In the areas of better measurement, we're trying to go beyond traditional GDP and productivity statistics which measure how much people spend on things towards a new tool which we call GDP-B. The GDP-B framework is - the B stands for benefits and what that means is we're measuring how much value is created by new goods and services, not how much we spend on them. In the digital world, more and more things are available at zero price, like Wikipedia, but they can create enormous value. And as the world becomes more digital, we need to have a way of measuring the value, not just the cost of things. Ultimately, this framework will give us more insight into how we can enhance the well-being of humans and where we should be focusing our investments and our resources.

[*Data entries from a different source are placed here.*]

//! Run the calculator over a CSV of household profiles
//!
//! Writes one result row per profile and prints a portfolio summary

use anyhow::{Context, Result};
use clap::Parser;
use heat_pump_incentives::engine::CalculationResult;
use heat_pump_incentives::profile::load_profiles;
use heat_pump_incentives::validation::format_currency;
use heat_pump_incentives::{BatchRunner, CalculatorConfig, HouseholdProfile, PortfolioSnapshot};
use log::info;
use std::path::PathBuf;
use std::time::Instant;

#[derive(Parser, Debug)]
#[command(name = "run_batch", about = "Calculate incentives for a CSV of household profiles")]
struct Args {
    /// Input CSV (id,postal_code,home_type,square_feet,heating_system,system_age,income_bracket)
    input: PathBuf,

    /// Output CSV of results
    #[arg(short, long, default_value = "batch_results.csv")]
    output: PathBuf,

    /// Directory of reference CSVs (builtin tables when omitted)
    #[arg(long)]
    reference_dir: Option<PathBuf>,

    /// Year to measure the mandate deadline from
    #[arg(long)]
    as_of_year: Option<i32>,

    /// Also write the portfolio summary as JSON
    #[arg(long)]
    summary_json: Option<PathBuf>,
}

fn main() -> Result<()> {
    env_logger::init();
    let args = Args::parse();
    let start = Instant::now();

    let config = match args.as_of_year {
        Some(year) => CalculatorConfig::for_year(year),
        None => CalculatorConfig::default(),
    };
    let runner = match &args.reference_dir {
        Some(dir) => BatchRunner::from_csv_path(dir, config)
            .with_context(|| format!("loading reference tables from {}", dir.display()))?,
        None => BatchRunner::new(config),
    };

    let records = load_profiles(&args.input)
        .with_context(|| format!("loading profiles from {}", args.input.display()))?;
    info!("Loaded {} profiles in {:?}", records.len(), start.elapsed());

    let calc_start = Instant::now();
    let outputs = runner.run_records(&records);
    info!("Calculated {} results in {:?}", outputs.len(), calc_start.elapsed());

    let mut writer = csv::Writer::from_path(&args.output)
        .with_context(|| format!("creating {}", args.output.display()))?;
    for (row, _) in &outputs {
        writer.serialize(row)?;
    }
    writer.flush()?;
    println!("Results written to {}", args.output.display());

    let calculations: Vec<(HouseholdProfile, CalculationResult)> = records
        .into_iter()
        .zip(outputs)
        .map(|(record, (_, result))| (record.profile, result))
        .collect();
    let snapshot = PortfolioSnapshot::from_calculations(&calculations, chrono::Utc::now());

    let unresolved = calculations.iter().filter(|(_, r)| !r.location_data.resolved).count();

    println!("\nPortfolio Summary:");
    println!("  Profiles:            {}", snapshot.total_leads);
    println!("  Outside service area: {}", unresolved);
    println!("  Avg risk score:      {:.2}", snapshot.avg_risk_score);
    println!("  High risk (>=7):     {}", snapshot.high_risk_assets);
    println!("  Critical (>=9):      {}", snapshot.critical_assets);
    println!("  Avg coverage:        {:.1}%", snapshot.avg_incentive_coverage);
    println!("  Total incentives:    {}", format_currency(snapshot.total_incentive_value));
    println!("  Avg net cost:        {}", format_currency(snapshot.avg_net_cost));

    println!("\nBy heating type:");
    for (heating, count) in &snapshot.leads_by_heating_type {
        println!("  {:<20} {:>6}", heating, count);
    }

    if let Some(path) = &args.summary_json {
        let json = serde_json::to_string_pretty(&snapshot)?;
        std::fs::write(path, json).with_context(|| format!("writing {}", path.display()))?;
        println!("\nSummary written to {}", path.display());
    }

    println!("\nTotal time: {:?}", start.elapsed());
    Ok(())
}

So GDP-B is a big project of mine at the lab. The other big area is around the future of work. Understanding how artificial intelligence is changing the demand for different skills and the different kinds of activities that people are doing. And I have a company called 'Workhelix', that is implementing some of these tools in a way that allow companies to make better decisions about their human capital and their workforce. So, they not only have
the skills they need today, but also, as hockey players say, skate to where the puck is going to be and understand which skills are going to be important in three or five or seven years and invest in those in the workforce, hire the people who have those skills, do the training for those skills, so they will complement the technologies that have already been invented but are just now being implemented.